Al Rajhi Company for Cooperative Insurance (TADAWUL:8230) has had a rough three months with its share price down 12%. However, the company's fundamentals look pretty decent, and long-term financials are usually aligned with future market price movements. Specifically, we decided to study Al Rajhi Company for Cooperative Insurance's ROE in this article.
Return on equity or ROE is a key measure used to assess how efficiently a company's management is utilizing the company's capital. Put another way, it reveals the company's success at turning shareholder investments into profits.
How To Calculate Return On Equity?
Return on equity can be calculated by using the formula:
Return on Equity = Net Profit (from continuing operations) ÷ Shareholders' Equity
So, based on the above formula, the ROE for Al Rajhi Company for Cooperative Insurance is:
14% = ر.س312m ÷ ر.س2.2b (Based on the trailing twelve months to March 2025).
The 'return' is the income the business earned over the last year. So, this means that for every SAR1 of its shareholder's investments, the company generates a profit of SAR0.14.
See our latest analysis for Al Rajhi Company for Cooperative Insurance
What Has ROE Got To Do With Earnings Growth?
We have already established that ROE serves as an efficient profit-generating gauge for a company's future earnings. Depending on how much of these profits the company reinvests or "retains", and how effectively it does so, we are then able to assess a company’s earnings growth potential. Assuming everything else remains unchanged, the higher the ROE and profit retention, the higher the growth rate of a company compared to companies that don't necessarily bear these characteristics.

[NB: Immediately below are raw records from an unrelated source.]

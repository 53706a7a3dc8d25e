//! Card and unit management commands.

use crate::db::date_utils::format_local_date;
use crate::db::{CardRepository, SettingsRepository};
use crate::dictionary::LocalDictionary;
use crate::models::{NewCard, DEFAULT_UNIT};
use crate::state::AppState;
use anyhow::bail;
use review_core::kana::{contains_kanji, is_kana_only};
use review_core::{kana_to_romaji, CardId};
use std::io::Write;

/// Fields for `add`. Missing meaning and romaji are filled in when possible.
#[derive(Debug, Clone, Default)]
pub struct AddCard {
    pub term: String,
    pub meaning: Option<String>,
    pub unit: Option<String>,
    pub kanji: Option<String>,
    pub romaji: Option<String>,
}

/// Complete a card from the dictionary and the transliteration tables.
///
/// A dictionary hit moves a kanji headword into the kanji field and makes
/// its kana reading the term, so `学校` is stored as `がっこう` / `学校`.
pub fn autofill(request: &AddCard, dictionary: &LocalDictionary) -> NewCard {
    let typed = request.term.trim();
    let given = |v: &Option<String>| {
        v.as_deref()
            .map(str::trim)
            .filter(|s| !s.is_empty())
            .map(str::to_string)
    };
    let entry = dictionary.get_full(typed);

    let kanji = given(&request.kanji)
        .or_else(|| {
            entry
                .filter(|e| contains_kanji(&e.term))
                .map(|e| e.term.clone())
        })
        .unwrap_or_default();
    let reading = entry
        .map(|e| e.kana.trim())
        .filter(|kana| is_kana_only(kana))
        .or_else(|| is_kana_only(typed).then_some(typed));
    let term = reading.unwrap_or(typed);

    let meaning = given(&request.meaning)
        .or_else(|| {
            (!kanji.is_empty())
                .then(|| dictionary.get(&kanji))
                .flatten()
                .or_else(|| entry.map(|e| e.meaning.as_str()))
                .map(str::to_string)
        })
        .unwrap_or_default();
    let romaji = given(&request.romaji)
        .or_else(|| reading.map(kana_to_romaji))
        .unwrap_or_default();
    let unit = given(&request.unit).unwrap_or_else(|| DEFAULT_UNIT.to_string());

    NewCard::new(unit, term, meaning)
        .with_kanji(kanji)
        .with_romaji(romaji)
}

pub fn add_card<W: Write>(state: &AppState, request: &AddCard, out: &mut W) -> anyhow::Result<CardId> {
    if request.term.trim().is_empty() {
        bail!("term must not be empty");
    }
    let dictionary = state.load_dictionary()?;
    let card = autofill(request, &dictionary);

    let repo = &state.repository;
    if let Some(existing) = repo.find_duplicate(&card.unit, &card.term, &card.kanji)? {
        writeln!(out, "Note: card {existing} in {} has the same form.", card.unit)?;
    }
    let id = repo.add_card(&card)?;
    tracing::info!(card_id = id, unit = %card.unit, "card added");
    writeln!(
        out,
        "Added card {id}: {} {} ({}) {}",
        card.term, card.kanji, card.romaji, card.meaning
    )?;
    Ok(id)
}

pub fn delete_card<W: Write>(state: &AppState, id: CardId, out: &mut W) -> anyhow::Result<()> {
    state.repository.delete_card(id)?;
    writeln!(out, "Deleted card {id}.")?;
    Ok(())
}

pub fn list_cards<W: Write>(state: &AppState, units: &[String], out: &mut W) -> anyhow::Result<()> {
    let cards = state
        .repository
        .list_cards(&super::study::scope_for(units))?;
    for card in &cards {
        let due = card
            .memory
            .due_at
            .as_ref()
            .map(format_local_date)
            .unwrap_or_else(|| "-".to_string());
        writeln!(
            out,
            "{:>5}  {}  {}  {}  {}  {}  due {}",
            card.id,
            card.unit,
            card.kana,
            card.kanji_form(),
            card.reading_romaji(),
            card.meaning,
            due
        )?;
    }
    writeln!(out, "{} cards", cards.len())?;
    Ok(())
}

/// Print units in the saved order with their card counts.
pub fn list_units<W: Write>(state: &AppState, out: &mut W) -> anyhow::Result<()> {
    let repo = &state.repository;
    let settings = repo.get_settings()?;
    for unit in settings.order_units(repo.list_units()?) {
        writeln!(out, "{unit}\t{}", repo.count_cards_in_unit(&unit)?)?;
    }
    Ok(())
}

pub fn delete_unit<W: Write>(state: &AppState, unit: &str, out: &mut W) -> anyhow::Result<usize> {
    let repo = &state.repository;
    let deleted = repo.delete_unit(unit)?;

    let mut settings = repo.get_settings()?;
    let before = settings.unit_order.len();
    settings.unit_order.retain(|u| u != unit.trim());
    if settings.unit_order.len() != before {
        repo.save_settings(&settings)?;
    }

    tracing::info!(unit, deleted, "unit deleted");
    writeln!(out, "Deleted {deleted} cards from {unit}.")?;
    Ok(deleted)
}

#[cfg(test)]
mod tests {
    use super::*;
    use pretty_assertions::assert_eq;

    fn dictionary() -> LocalDictionary {
        let reader = csv::ReaderBuilder::new()
            .has_headers(false)
            .flexible(true)
            .from_reader("猫,ねこ,猫；猫咪\n学校,がっこう,学校\n".as_bytes());
        LocalDictionary::from_reader(reader).unwrap()
    }

    #[test]
    fn autofill_from_kana() {
        let request = AddCard {
            term: "がっこう".into(),
            ..AddCard::default()
        };
        let card = autofill(&request, &dictionary());
        assert_eq!(card, NewCard::new(DEFAULT_UNIT, "がっこう", "学校").with_kanji("学校").with_romaji("gakkou"));
    }

    #[test]
    fn autofill_from_kanji_keeps_the_reading() {
        let request = AddCard {
            term: "学校".into(),
            ..AddCard::default()
        };
        let card = autofill(&request, &dictionary());
        assert_eq!(card, NewCard::new(DEFAULT_UNIT, "がっこう", "学校").with_kanji("学校").with_romaji("gakkou"));
    }

    #[test]
    fn kanji_without_dictionary_entry_stays_as_typed() {
        let request = AddCard {
            term: "鳥".into(),
            ..AddCard::default()
        };
        let card = autofill(&request, &dictionary());
        assert_eq!(card, NewCard::new(DEFAULT_UNIT, "鳥", ""));
    }

    #[test]
    fn given_fields_win() {
        let request = AddCard {
            term: "ねこ".into(),
            meaning: Some("cat".into()),
            unit: Some("动物".into()),
            kanji: Some("猫".into()),
            romaji: Some("neko!".into()),
        };
        let card = autofill(&request, &dictionary());
        assert_eq!(card, NewCard::new("动物", "ねこ", "cat").with_kanji("猫").with_romaji("neko!"));
    }

    #[test]
    fn unknown_word_keeps_blanks() {
        let request = AddCard {
            term: "とり".into(),
            ..AddCard::default()
        };
        let card = autofill(&request, &LocalDictionary::default());
        assert_eq!(card.meaning, "");
        assert_eq!(card.kanji, "");
        assert_eq!(card.romaji, "tori");
    }
}
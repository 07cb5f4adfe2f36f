use std::fs;
use std::io;
use std::path::PathBuf;
use tracing::info;
use tracing_subscriber::{fmt, prelude::*, EnvFilter};

use super::formatter::BracketedFormatter;
use crate::config::AppConfig;

/// Install the global subscriber.
///
/// Logs always go to stderr. When `log_to_file` is set a timestamped log file
/// is created as well, and its path is returned. `RUST_LOG` overrides the
/// default `info` filter.
pub fn setup_logging(config: &AppConfig) -> io::Result<Option<PathBuf>> {
    let log_file = if config.log_to_file {
        let log_dir = match &config.log_dir {
            Some(dir) => dir.clone(),
            None => std::env::current_dir()?.join("logs"),
        };
        fs::create_dir_all(&log_dir)?;

        let timestamp = chrono::Local::now().format("%Y%m%d_%H%M%S");
        let log_path = log_dir.join(format!("dataset_inspector_{}.log", timestamp));

        let file = fs::OpenOptions::new()
            .create(true)
            .write(true)
            .truncate(true)
            .open(&log_path)?;
        Some((log_path, file))
    } else {
        None
    };

    let (log_path, file_layer) = match log_file {
        Some((path, file)) => {
            let layer = fmt::layer()
                .event_format(BracketedFormatter)
                .with_writer(std::sync::Mutex::new(file))
                .with_ansi(false);
            (Some(path), Some(layer))
        }
        None => (None, None),
    };

    let stderr_layer = fmt::layer()
        .event_format(BracketedFormatter)
        .with_writer(io::stderr);

    tracing_subscriber::registry()
        .with(EnvFilter::try_from_default_env().unwrap_or_else(|_| EnvFilter::new("info")))
        .with(file_layer)
        .with(stderr_layer)
        .init();

    if let Some(path) = &log_path {
        info!("Log file created at: {:?}", path);
    }

    Ok(log_path)
}
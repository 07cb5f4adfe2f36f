use directories::ProjectDirs;
use serde::{Deserialize, Serialize};
use std::fs;
use std::path::{Path, PathBuf};
use tracing::{info, warn};

/// File name of the configuration file inside the platform config directory
const CONFIG_FILE_NAME: &str = "config.json";

/// How far an image is decoded before it counts as readable
#[derive(Debug, Clone, Copy, PartialEq, Eq, Serialize, Deserialize, Default)]
#[serde(rename_all = "lowercase")]
pub enum VerifyDepth {
    /// Only the container format and the image dimensions are read
    Header,
    /// The whole pixel stream is decoded
    #[default]
    Full,
}

/// Application configuration
///
/// Every field has a default so a partial (or missing) config file still
/// produces a usable configuration.
#[derive(Debug, Clone, Serialize, Deserialize)]
#[serde(default)]
pub struct AppConfig {
    /// Extensions (lowercase, without dot) that are decoded as images
    pub accepted_extensions: Vec<String>,

    /// Decode depth used to decide whether an image is readable
    pub verify: VerifyDepth,

    /// Abort the walk once more than this many files have been visited
    pub max_files: Option<usize>,

    /// Emit a progress message every this many files
    pub progress_interval: usize,

    /// Also write logs to a timestamped file
    pub log_to_file: bool,

    /// Directory for log files (defaults to `./logs`)
    pub log_dir: Option<PathBuf>,
}

impl Default for AppConfig {
    fn default() -> Self {
        Self {
            accepted_extensions: ["jpg", "jpeg", "png", "bmp", "tiff", "tif", "gif"]
                .iter()
                .map(|ext| ext.to_string())
                .collect(),
            verify: VerifyDepth::Full,
            max_files: None,
            progress_interval: 100,
            log_to_file: false,
            log_dir: None,
        }
    }
}

impl AppConfig {
    /// Check whether an extension is in the accepted set (case-insensitive)
    pub fn is_accepted_extension(&self, extension: &str) -> bool {
        self.accepted_extensions
            .iter()
            .any(|accepted| accepted.eq_ignore_ascii_case(extension))
    }

    /// Default location of the config file in the platform config directory
    pub fn default_config_path() -> Option<PathBuf> {
        ProjectDirs::from("", "", "dataset-inspector")
            .map(|dirs| dirs.config_dir().join(CONFIG_FILE_NAME))
    }

    /// Read the configuration from `path`, or from the default location when
    /// `path` is `None`. Falls back to defaults if the file doesn't exist or
    /// is corrupted.
    ///
    /// Nothing is logged here because this runs before the subscriber is
    /// installed; call [`ConfigOutcome::log`] once logging is up.
    pub fn read(path: Option<&Path>) -> (Self, ConfigOutcome) {
        let config_path = match path {
            Some(p) => p.to_path_buf(),
            None => match Self::default_config_path() {
                Some(p) => p,
                None => return (Self::default(), ConfigOutcome::NoConfigDir),
            },
        };

        match fs::read_to_string(&config_path) {
            Ok(contents) => match serde_json::from_str::<AppConfig>(&contents) {
                Ok(config) => (config, ConfigOutcome::Loaded(config_path)),
                Err(e) => (
                    Self::default(),
                    ConfigOutcome::Corrupted {
                        path: config_path,
                        reason: e.to_string(),
                    },
                ),
            },
            Err(e) if e.kind() == std::io::ErrorKind::NotFound => {
                (Self::default(), ConfigOutcome::Missing(config_path))
            }
            Err(e) => (
                Self::default(),
                ConfigOutcome::Unreadable {
                    path: config_path,
                    reason: e.to_string(),
                },
            ),
        }
    }
}

/// How reading the config file ended
#[derive(Debug, Clone, PartialEq, Eq)]
pub enum ConfigOutcome {
    Loaded(PathBuf),
    /// No file at the path, defaults in use
    Missing(PathBuf),
    /// File exists but could not be read, defaults in use
    Unreadable { path: PathBuf, reason: String },
    /// File is not valid config JSON, defaults in use
    Corrupted { path: PathBuf, reason: String },
    /// No platform config directory, defaults in use
    NoConfigDir,
}

impl ConfigOutcome {
    /// Whether the file was unusable and defaults replaced it
    pub fn is_fallback(&self) -> bool {
        matches!(
            self,
            ConfigOutcome::Unreadable { .. } | ConfigOutcome::Corrupted { .. }
        )
    }

    pub fn log(&self) {
        match self {
            ConfigOutcome::Loaded(path) => info!("Loaded config from: {:?}", path),
            ConfigOutcome::Missing(path) => {
                info!("No config file at {:?}. Using defaults.", path)
            }
            ConfigOutcome::Unreadable { path, reason } => {
                warn!("Failed to read config file {:?}: {}. Using defaults.", path, reason)
            }
            ConfigOutcome::Corrupted { path, reason } => {
                warn!("Failed to parse config file {:?}: {}. Using defaults.", path, reason)
            }
            ConfigOutcome::NoConfigDir => {
                warn!("Could not determine config directory. Using defaults.")
            }
        }
    }
}

#[cfg(test)]
mod tests {
    use super::*;

    #[test]
    fn test_config_default() {
        let config = AppConfig::default();
        assert_eq!(config.accepted_extensions.len(), 7);
        assert_eq!(config.verify, VerifyDepth::Full);
        assert!(config.max_files.is_none());
        assert_eq!(config.progress_interval, 100);
        assert!(!config.log_to_file);
    }

    #[test]
    fn test_accepted_extension_ignores_case() {
        let config = AppConfig::default();
        assert!(config.is_accepted_extension("JPG"));
        assert!(config.is_accepted_extension("Tif"));
        assert!(!config.is_accepted_extension("txt"));
        assert!(!config.is_accepted_extension("webp"));
    }

    #[test]
    fn test_partial_config_uses_defaults() {
        let dir = tempfile::tempdir().unwrap();
        let path = dir.path().join("config.json");
        fs::write(&path, r#"{ "verify": "header", "max_files": 10 }"#).unwrap();

        let (config, outcome) = AppConfig::read(Some(&path));
        assert_eq!(outcome, ConfigOutcome::Loaded(path.clone()));
        assert_eq!(config.verify, VerifyDepth::Header);
        assert_eq!(config.max_files, Some(10));
        assert_eq!(config.accepted_extensions.len(), 7);
        assert_eq!(config.progress_interval, 100);
    }

    #[test]
    fn test_corrupted_config_falls_back_to_defaults() {
        let dir = tempfile::tempdir().unwrap();
        let path = dir.path().join("config.json");
        fs::write(&path, "{ not json").unwrap();

        let (config, outcome) = AppConfig::read(Some(&path));
        assert_eq!(config.verify, VerifyDepth::Full);
        assert!(outcome.is_fallback());
        match outcome {
            ConfigOutcome::Corrupted { path: bad, reason } => {
                assert_eq!(bad, path);
                assert!(!reason.is_empty());
            }
            other => panic!("expected a corrupted config, got {:?}", other),
        }
    }

    #[test]
    fn test_missing_config_falls_back_to_defaults() {
        let dir = tempfile::tempdir().unwrap();
        let (config, outcome) = AppConfig::read(Some(&dir.path().join("absent.json")));
        assert!(config.max_files.is_none());
        assert!(matches!(outcome, ConfigOutcome::Missing(_)));
        assert!(!outcome.is_fallback());
    }
}
use std::path::Path;
use walkdir::{DirEntry, WalkDir};

use crate::core::error::InspectResult;

/// Every file below `dir`, depth-first with siblings in name order.
///
/// Directories are not yielded and directory symlinks are not descended into.
/// A symlink to a file counts as a file.
pub fn walk_files(dir: &Path) -> impl Iterator<Item = InspectResult<DirEntry>> {
    WalkDir::new(dir)
        .min_depth(1)
        .sort_by_file_name()
        .into_iter()
        .filter_map(|entry| match entry {
            Ok(entry) if is_file(&entry) => Some(Ok(entry)),
            Ok(_) => None,
            Err(e) => Some(Err(e.into())),
        })
}

fn is_file(entry: &DirEntry) -> bool {
    !entry.file_type().is_dir() && !entry.path().is_dir()
}

/// Number of files below `dir`
pub fn count_files(dir: &Path) -> InspectResult<usize> {
    let mut count = 0;
    for entry in walk_files(dir) {
        entry?;
        count += 1;
    }
    Ok(count)
}

#[cfg(test)]
mod tests {
    use super::*;
    use std::fs;

    #[test]
    fn test_walk_files_skips_directories() {
        let dir = tempfile::tempdir().unwrap();
        fs::create_dir_all(dir.path().join("a/b/c")).unwrap();
        fs::write(dir.path().join("a/one.txt"), "1").unwrap();
        fs::write(dir.path().join("a/b/c/two.txt"), "2").unwrap();
        fs::write(dir.path().join("three.txt"), "3").unwrap();

        let names: Vec<String> = walk_files(dir.path())
            .map(|e| e.unwrap().file_name().to_string_lossy().into_owned())
            .collect();
        assert_eq!(names, vec!["two.txt", "one.txt", "three.txt"]);
        assert_eq!(count_files(dir.path()).unwrap(), 3);
    }

    #[test]
    fn test_count_files_empty_dir() {
        let dir = tempfile::tempdir().unwrap();
        assert_eq!(count_files(dir.path()).unwrap(), 0);
    }
}
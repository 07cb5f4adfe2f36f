use std::io;
use std::path::{Path, PathBuf};

use thiserror::Error;

/// Result type for dataset inspection
pub type InspectResult<T> = Result<T, InspectError>;

/// Error types that abort an inspection run.
///
/// Per-file decode failures are never reported here; they end up in the
/// invalid file list of the report instead.
#[derive(Debug, Error)]
pub enum InspectError {
    /// Root path does not exist or is not a directory
    #[error("Directory not found: {0:?}")]
    NotFound(PathBuf),

    /// A CSV or JSON label file is present but could not be read or parsed
    #[error("Malformed label source {path:?}: {reason}")]
    MalformedLabelSource { path: PathBuf, reason: String },

    /// Filesystem error while listing or walking the dataset
    #[error("I/O error at {path:?}: {source}")]
    Io {
        path: PathBuf,
        #[source]
        source: io::Error,
    },

    /// The walk visited more files than the configured bound allows
    #[error("Dataset exceeds the limit of {limit} files")]
    FileLimitExceeded { limit: usize },

    /// The caller raised the cancellation flag
    #[error("Inspection cancelled after {visited} files")]
    Cancelled { visited: usize },
}

impl InspectError {
    pub fn io(path: &Path, source: io::Error) -> Self {
        InspectError::Io {
            path: path.to_path_buf(),
            source,
        }
    }

    pub fn malformed(path: &Path, reason: impl ToString) -> Self {
        InspectError::MalformedLabelSource {
            path: path.to_path_buf(),
            reason: reason.to_string(),
        }
    }

    /// Whether the failure is the caller's fault (bad root path) rather than
    /// a problem encountered while inspecting.
    pub fn is_not_found(&self) -> bool {
        matches!(self, InspectError::NotFound(_))
    }
}

impl From<walkdir::Error> for InspectError {
    fn from(error: walkdir::Error) -> Self {
        let path = error.path().map(Path::to_path_buf).unwrap_or_default();
        InspectError::Io {
            path,
            source: error.into(),
        }
    }
}

#[cfg(test)]
mod tests {
    use super::*;

    #[test]
    fn test_not_found_is_client_error() {
        let err = InspectError::NotFound(PathBuf::from("missing"));
        assert!(err.is_not_found());
        assert!(!InspectError::Cancelled { visited: 3 }.is_not_found());
    }

    #[test]
    fn test_malformed_message_names_file() {
        let err = InspectError::malformed(Path::new("labels.csv"), "bad quote");
        let message = err.to_string();
        assert!(message.contains("labels.csv"));
        assert!(message.contains("bad quote"));
    }
}
//! Fixture helpers for building small datasets on disk in tests.

use image::{ImageFormat, Rgb, RgbImage};
use std::fs;
use std::path::Path;

fn ensure_parent(path: &Path) {
    if let Some(parent) = path.parent() {
        fs::create_dir_all(parent).unwrap();
    }
}

fn write_image(path: &Path, format: ImageFormat) {
    ensure_parent(path);
    RgbImage::from_pixel(8, 8, Rgb([30, 120, 200]))
        .save_with_format(path, format)
        .unwrap();
}

pub fn write_png(path: &Path) {
    write_image(path, ImageFormat::Png);
}

pub fn write_jpeg(path: &Path) {
    write_image(path, ImageFormat::Jpeg);
}

/// Bytes that no image decoder accepts
pub fn write_corrupt(path: &Path) {
    ensure_parent(path);
    fs::write(path, b"\x00\x01corrupted image bytes\xff").unwrap();
}

pub fn write_text(path: &Path, contents: &str) {
    ensure_parent(path);
    fs::write(path, contents).unwrap();
}
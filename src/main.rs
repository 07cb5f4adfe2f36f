use anyhow::{anyhow, Context};
use clap::Parser;
use std::path::PathBuf;
use std::process::ExitCode;
use std::sync::mpsc::channel;
use std::thread;
use tracing::{debug, error, info, warn};

use dataset_inspector::core::{AnalysisReport, InspectProgress};
use dataset_inspector::logging::setup_logging;
use dataset_inspector::{inspect_dataset_with_progress, AppConfig};

/// Exit code for a dataset directory that does not exist
const EXIT_NOT_FOUND: u8 = 2;

/// Check an image classification dataset for format errors and count its classes
#[derive(Parser, Debug)]
#[command(name = "dataset-inspector")]
#[command(version)]
#[command(about = "Check an image classification dataset for format errors and class balance")]
struct Cli {
    /// The directory containing the images to analyze
    image_dir: PathBuf,

    /// JSON config file (defaults to config.json in the platform config dir)
    #[arg(short, long)]
    config: Option<PathBuf>,

    /// Pretty-print the JSON report
    #[arg(long)]
    pretty: bool,
}

fn main() -> anyhow::Result<ExitCode> {
    let cli = Cli::parse();

    let (config, outcome) = AppConfig::read(cli.config.as_deref());
    setup_logging(&config).context("Failed to set up logging")?;
    outcome.log();
    debug!("Using config: {:?}", config);

    if !cli.image_dir.exists() {
        return Ok(not_found(&cli.image_dir));
    }

    let (tx, rx) = channel::<InspectProgress>();
    let root = cli.image_dir.clone();
    let worker_config = config.clone();

    let worker = thread::spawn(move || {
        inspect_dataset_with_progress(&root, &worker_config, Some(tx), None)
    });

    // Ends once the worker drops its sender
    for message in rx {
        match message {
            InspectProgress::Progress { visited, invalid } => {
                info!("Checked {} files so far ({} invalid)", visited, invalid);
            }
            InspectProgress::Complete { total, invalid } => {
                info!("Checked all {} files ({} invalid)", total, invalid);
            }
            InspectProgress::Cancelled { visited } => {
                warn!("Inspection cancelled after {} files", visited);
            }
        }
    }

    let result = worker
        .join()
        .map_err(|_| anyhow!("Inspection thread panicked"))?;

    match result {
        Ok(report) => {
            print_report(&report, cli.pretty)?;
            Ok(ExitCode::SUCCESS)
        }
        Err(e) if e.is_not_found() => Ok(not_found(&cli.image_dir)),
        Err(e) => {
            error!("Inspection failed: {}", e);
            Err(e.into())
        }
    }
}

fn print_report(report: &AnalysisReport, pretty: bool) -> anyhow::Result<()> {
    if report.discarded_labels > 0 {
        warn!(
            "{} label rows were discarded from the {} label source",
            report.discarded_labels,
            report.label_source.as_str()
        );
    }

    let response = report.to_response();
    let json = if pretty {
        serde_json::to_string_pretty(&response)?
    } else {
        serde_json::to_string(&response)?
    };
    println!("{}", json);
    Ok(())
}

fn not_found(path: &std::path::Path) -> ExitCode {
    error!("Directory not found: {:?}", path);
    println!("{}", serde_json::json!({ "detail": "Directory not found" }));
    ExitCode::from(EXIT_NOT_FOUND)
}
mod image_check;
mod validator;

pub use image_check::verify_image;
pub use validator::{
    check_file, format_message, validate_tree, validate_tree_with_progress, ImageEntry,
    ImageStatus, InspectProgress, ValidationSummary,
};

A Side By Side comparison of Al Rajhi Company for Cooperative Insurance's Earnings Growth And 14% ROE
As you can see, Al Rajhi Company for Cooperative Insurance's ROE looks pretty weak. Still, the company's ROE is higher than the average industry ROE of 6.2% so that's certainly interesting. Even more so, after seeing Al Rajhi Company for Cooperative Insurance's exceptional 22% net income growth over the past five years. Bear in mind, the company does have a low ROE. It is just that the industry ROE is lower. Therefore, the growth in earnings could also be the result of other factors. Such as high earnings retention or an efficient management in place.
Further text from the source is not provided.